On Fri, Dec 7, 2012 at 8:20 AM, Will Dietz <willdtz at gmail.com> wrote:
> Hi all,
>
> A short while back support to recover from checks was added as a -cc1
> option "-fsanitize-recover".
>
> Largest concern regarding recovery was the performance impact.
>
> To explore this, I ran some experiments using SPEC CINT2006.  These
> aren't intended to represent much other than comparing the cost of
> recovery vs non-recovery.
>
> Flags used were "-fsanitize=integer
> -fno-sanitize=unsigned-integer-overflow,shift", with unsigned and
> shift checks disabled so the no-recover variant didn't abort on every
> program :).  Even so, perl, gcc, and h264 were removed from the runs
> since they aborted on the no-recovery configuration.
>
> Without recovery, overhead was 15% on average, and with recovery it
> was 35%. So it does seem the performance concerns were rather
> justified.  See the attached graphs for per-benchmark breakdown
> ("NoRecover" and "Recover" respectively).
>
> Exploring why, I made some tweaks and re-ran the same experiments,
> these are shown in the "NoRecoverColdBr" and "RecoverColdBr" groups.
> As can be seen, this reduces overhead of recovery to 22%, which as
> shown on the second page brings the average overhead relative to
> NoRecover down to 6% (second page).

Awesome - thanks for running the numbers. (ideally it'd be nice if
these sort of experiments could easily be run with LNT as that's what
we like to track perf with (not that it leaves nothing to be desired -
weighting the tests there appropriately & adding more relevant ones,
etc) - I know we've discussed LNT before, but were there particular
issues that meant LNT+the nightly test suite wasn't applicable? One of
the issues I had with it was noise. How was the noise on your SPEC
test runs?)

> The 'tweaks' made were:
> * Branch metadata on the checks indicating the checks are very
> unlikely to trigger.  Performance counter experiments showed much
> worse icache performance with recovery enabled, and branch metadata
> helps block placement avoid these issues.
>
> * Use of ColdCC on ubsan runtime calls.  This alleviates the other
> issue, severe register allocation damage incurred by inserting
> function calls everywhere.  The idea here is the same: optimize
> assuming these checks should never be invoked.  Unfortunately this
> requires:
> ** Fixing ColdCC support in LLVM (see
> http://llvm.org/bugs/show_bug.cgi?id=14481, which includes the patch
> used for these experiments)
> ** Platform-specific code in ubsan to save/restore registers around
> the handlers.  Currently I'm doing this with hand-written asm, it'd be
> much better if we could simply mark the functions themselves with
> ___attribute__(coldcc) or so.
>
> These fixes seem worth exploring: adding branch metadata seems like
> the right thing to do now regardless, and fixing ColdCC support (and
> providing a reasonable way to make cold functions) seems of interest
> to the community as well.

I suppose the other relevant data point: how much does that (ColdCC on
ubsan runtime calls) speed up the non-recovery case? (kind of unfair
to compare recovery with ColdCC to non-recovery without it)

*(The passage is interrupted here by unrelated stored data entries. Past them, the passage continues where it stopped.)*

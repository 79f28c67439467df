//! setu-gw daemon entry point

use setu_gw::app::GatewayApp;
use setu_gw::{Config, Result};
use std::env;

/// Parse config path from command line arguments.
///
/// Supports:
/// - `setu-gw <path>` (positional)
/// - `setu-gw --config <path>` (flag-based)
/// - `setu-gw -c <path>` (short flag)
///
/// Defaults to `/etc/setu-gw.toml` if not specified.
fn parse_config_path() -> String {
    let args: Vec<String> = env::args().collect();

    for i in 1..args.len() {
        if (args[i] == "--config" || args[i] == "-c") && i + 1 < args.len() {
            return args[i + 1].clone();
        }
    }

    if args.len() > 1 && !args[1].starts_with('-') {
        return args[1].clone();
    }

    "/etc/setu-gw.toml".to_string()
}

fn main() -> Result<()> {
    let config_path = parse_config_path();
    let config = Config::load(&config_path)?;

    env_logger::Builder::from_env(
        env_logger::Env::default().default_filter_or(config.logging.level.clone()),
    )
    .init();

    log::info!("setu-gw v0.3.0 starting");
    log::info!("Using config: {}", config_path);

    let mut app = GatewayApp::new(config)?;
    app.run()
}
//! Device table persistence
//!
//! Each associated device is one sub-record under the device-list item; the
//! record count lives in its own item so enumeration can stop early. Sub
//! ids are not compacted on removal, so every scan is bounded by twice the
//! configured device limit.

use super::{NvId, NvStore, ITEM_DEVICELIST, ITEM_DEVICELIST_ENTRIES, ITEM_NETWORK_INFO, SYSID_APP};
use crate::error::{Error, Result};
use crate::mac::{Address, CapabilityInfo, DeviceDescriptor, ExtAddr, NetworkInfo};
use std::sync::Arc;

/// Serialized record: pan(2) short(2) ext(8) caps(1) frame_counter(4)
const RECORD_LEN: usize = 17;
/// Byte offset of the short address inside a record
const KEY_OFFSET_SHORT: usize = 2;
/// Byte offset of the extended address inside a record
const KEY_OFFSET_EXT: usize = 4;

/// Persisted form of an associated device
#[derive(Debug, Clone, Copy, PartialEq, Eq)]
pub struct DeviceRecord {
    pub device: DeviceDescriptor,
    pub capabilities: CapabilityInfo,
    pub rx_frame_counter: u32,
}

impl DeviceRecord {
    fn to_bytes(&self) -> [u8; RECORD_LEN] {
        let mut out = [0u8; RECORD_LEN];
        out[0..2].copy_from_slice(&self.device.pan_id.to_le_bytes());
        out[2..4].copy_from_slice(&self.device.short_addr.to_le_bytes());
        out[4..12].copy_from_slice(&self.device.ext_addr);
        out[12] = pack_caps(&self.capabilities);
        out[13..17].copy_from_slice(&self.rx_frame_counter.to_le_bytes());
        out
    }

    fn from_bytes(data: &[u8]) -> Result<Self> {
        if data.len() < RECORD_LEN {
            return Err(Error::Nv(format!("device record too short: {}", data.len())));
        }
        let mut ext_addr: ExtAddr = [0u8; 8];
        ext_addr.copy_from_slice(&data[4..12]);
        Ok(Self {
            device: DeviceDescriptor {
                pan_id: u16::from_le_bytes([data[0], data[1]]),
                short_addr: u16::from_le_bytes([data[2], data[3]]),
                ext_addr,
            },
            capabilities: unpack_caps(data[12]),
            rx_frame_counter: u32::from_le_bytes([data[13], data[14], data[15], data[16]]),
        })
    }
}

fn pack_caps(caps: &CapabilityInfo) -> u8 {
    (caps.pan_coord as u8)
        | (caps.ffd as u8) << 1
        | (caps.mains_power as u8) << 2
        | (caps.rx_on_when_idle as u8) << 3
        | (caps.security as u8) << 4
        | (caps.alloc_addr as u8) << 5
}

fn unpack_caps(bits: u8) -> CapabilityInfo {
    CapabilityInfo {
        pan_coord: bits & 0x01 != 0,
        ffd: bits & 0x02 != 0,
        mains_power: bits & 0x04 != 0,
        rx_on_when_idle: bits & 0x08 != 0,
        security: bits & 0x10 != 0,
        alloc_addr: bits & 0x20 != 0,
    }
}

/// Device table persistence over an [`NvStore`]
pub struct DeviceStore {
    nv: Arc<dyn NvStore>,
    /// Sub-id scan bound, 2x the device limit
    max_sub_ids: u16,
}

impl DeviceStore {
    pub fn new(nv: Arc<dyn NvStore>, max_devices: usize) -> Self {
        Self {
            nv,
            max_sub_ids: (max_devices * 2) as u16,
        }
    }

    /// Number of stored device records.
    pub fn count(&self) -> u16 {
        self.nv
            .read_item(NvId::new(SYSID_APP, ITEM_DEVICELIST_ENTRIES, 0))
            .filter(|data| data.len() >= 2)
            .map(|data| u16::from_le_bytes([data[0], data[1]]))
            .unwrap_or(0)
    }

    fn save_count(&self, count: u16) -> Result<()> {
        self.nv.write_item(
            NvId::new(SYSID_APP, ITEM_DEVICELIST_ENTRIES, 0),
            &count.to_le_bytes(),
        )
    }

    /// Insert or update a record keyed by extended address. Returns true
    /// when the device was new.
    pub fn put(&self, record: &DeviceRecord) -> Result<bool> {
        if let Some((sub_id, _)) = self.find_sub_by_ext(&record.device.ext_addr) {
            self.nv.write_item(
                NvId::new(SYSID_APP, ITEM_DEVICELIST, sub_id),
                &record.to_bytes(),
            )?;
            return Ok(false);
        }

        // First unused sub id
        let mut slot = None;
        for sub_id in 0..self.max_sub_ids {
            if self
                .nv
                .read_item(NvId::new(SYSID_APP, ITEM_DEVICELIST, sub_id))
                .is_none()
            {
                slot = Some(sub_id);
                break;
            }
        }
        let sub_id = slot.ok_or_else(|| Error::Nv("device list full".into()))?;

        self.nv.write_item(
            NvId::new(SYSID_APP, ITEM_DEVICELIST, sub_id),
            &record.to_bytes(),
        )?;
        self.save_count(self.count() + 1)?;
        Ok(true)
    }

    fn find_sub_by_ext(&self, ext_addr: &ExtAddr) -> Option<(u16, Vec<u8>)> {
        self.nv.read_item_by_key(
            SYSID_APP,
            ITEM_DEVICELIST,
            KEY_OFFSET_EXT,
            ext_addr,
            self.max_sub_ids,
        )
    }

    /// Look a device up by either address form.
    pub fn get(&self, addr: &Address) -> Option<DeviceRecord> {
        let found = match addr {
            Address::Short(short) => self.nv.read_item_by_key(
                SYSID_APP,
                ITEM_DEVICELIST,
                KEY_OFFSET_SHORT,
                &short.to_le_bytes(),
                self.max_sub_ids,
            ),
            Address::Extended(ext) => self.find_sub_by_ext(ext),
        };
        found.and_then(|(_, data)| DeviceRecord::from_bytes(&data).ok())
    }

    /// Short address for an extended address, if known.
    pub fn short_addr_of(&self, ext_addr: &ExtAddr) -> Option<u16> {
        self.get(&Address::Extended(*ext_addr))
            .map(|rec| rec.device.short_addr)
    }

    /// Every stored record, in sub-id order.
    pub fn list(&self) -> Vec<DeviceRecord> {
        let expected = self.count() as usize;
        let mut records = Vec::with_capacity(expected);
        for sub_id in 0..self.max_sub_ids {
            if records.len() >= expected {
                break;
            }
            if let Some(data) = self
                .nv
                .read_item(NvId::new(SYSID_APP, ITEM_DEVICELIST, sub_id))
            {
                if let Ok(record) = DeviceRecord::from_bytes(&data) {
                    records.push(record);
                }
            }
        }
        records
    }

    /// Delete the record for an extended address. Returns the removed
    /// record when one existed.
    pub fn remove(&self, ext_addr: &ExtAddr) -> Result<Option<DeviceRecord>> {
        let Some((sub_id, data)) = self.find_sub_by_ext(ext_addr) else {
            return Ok(None);
        };
        self.nv
            .delete_item(NvId::new(SYSID_APP, ITEM_DEVICELIST, sub_id))?;
        self.save_count(self.count().saturating_sub(1))?;
        Ok(DeviceRecord::from_bytes(&data).ok())
    }

    /// Persist the network information reported at start.
    pub fn save_network_info(&self, info: &NetworkInfo) -> Result<()> {
        let mut data = Vec::with_capacity(14);
        data.extend_from_slice(&info.device.pan_id.to_le_bytes());
        data.extend_from_slice(&info.device.short_addr.to_le_bytes());
        data.extend_from_slice(&info.device.ext_addr);
        data.push(info.channel);
        data.push(info.fh_enabled as u8);
        self.nv
            .write_item(NvId::new(SYSID_APP, ITEM_NETWORK_INFO, 0), &data)
    }

    /// Network information from a previous run, if stored.
    pub fn load_network_info(&self) -> Option<NetworkInfo> {
        let data = self
            .nv
            .read_item(NvId::new(SYSID_APP, ITEM_NETWORK_INFO, 0))?;
        if data.len() < 14 {
            return None;
        }
        let mut ext_addr: ExtAddr = [0u8; 8];
        ext_addr.copy_from_slice(&data[4..12]);
        Some(NetworkInfo {
            device: DeviceDescriptor {
                pan_id: u16::from_le_bytes([data[0], data[1]]),
                short_addr: u16::from_le_bytes([data[2], data[3]]),
                ext_addr,
            },
            channel: data[12],
            fh_enabled: data[13] != 0,
        })
    }
}

#[cfg(test)]
mod tests {
    use super::*;
    use crate::nv::MemNvStore;

    fn record(short: u16, ext_low: u8) -> DeviceRecord {
        DeviceRecord {
            device: DeviceDescriptor {
                pan_id: 0xCAFE,
                short_addr: short,
                ext_addr: [ext_low, 0, 0, 0, 0, 0, 0, 1],
            },
            capabilities: CapabilityInfo {
                ffd: true,
                rx_on_when_idle: true,
                ..Default::default()
            },
            rx_frame_counter: 0,
        }
    }

    fn store() -> DeviceStore {
        DeviceStore::new(Arc::new(MemNvStore::new()), 10)
    }

    #[test]
    fn put_get_remove() {
        let store = store();
        assert!(store.put(&record(1, 0xA0)).unwrap());
        assert!(store.put(&record(2, 0xA1)).unwrap());
        assert_eq!(store.count(), 2);

        let rec = store.get(&Address::Short(2)).unwrap();
        assert_eq!(rec.device.ext_addr[0], 0xA1);
        assert!(rec.capabilities.rx_on_when_idle);

        let removed = store.remove(&[0xA0, 0, 0, 0, 0, 0, 0, 1]).unwrap();
        assert_eq!(removed.unwrap().device.short_addr, 1);
        assert_eq!(store.count(), 1);
        assert!(store.get(&Address::Short(1)).is_none());
    }

    #[test]
    fn put_same_ext_addr_updates_in_place() {
        let store = store();
        assert!(store.put(&record(1, 0xA0)).unwrap());

        let mut updated = record(1, 0xA0);
        updated.rx_frame_counter = 99;
        assert!(!store.put(&updated).unwrap());
        assert_eq!(store.count(), 1);
        assert_eq!(
            store.get(&Address::Short(1)).unwrap().rx_frame_counter,
            99
        );
    }

    #[test]
    fn list_skips_holes() {
        let store = store();
        for i in 0..4u16 {
            store.put(&record(i, i as u8)).unwrap();
        }
        store.remove(&[1, 0, 0, 0, 0, 0, 0, 1]).unwrap();

        let listed = store.list();
        assert_eq!(listed.len(), 3);
        // Sub-id order preserved, hole skipped
        let shorts: Vec<u16> = listed.iter().map(|r| r.device.short_addr).collect();
        assert_eq!(shorts, vec![0, 2, 3]);
    }

    #[test]
    fn network_info_roundtrip() {
        let store = store();
        assert!(store.load_network_info().is_none());
        let info = NetworkInfo {
            device: DeviceDescriptor {
                pan_id: 0x0001,
                short_addr: 0xAABB,
                ext_addr: [9; 8],
            },
            channel: 11,
            fh_enabled: true,
        };
        store.save_network_info(&info).unwrap();
        let loaded = store.load_network_info().unwrap();
        assert_eq!(loaded.device.short_addr, 0xAABB);
        assert!(loaded.fh_enabled);
    }
}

> Anyway, thoughts/feedback welcome, especially on how to best proceed.
> Also, is the reduced overhead low enough to make recovery a reasonable
> default option?

I'm not sure about that value judgement but I expect (perhaps this is
already the assumption) that recovery will be necessary regardless of
whether it's the default.

> Thank you for your time, and have a great Friday! :)

Thanks again,
- David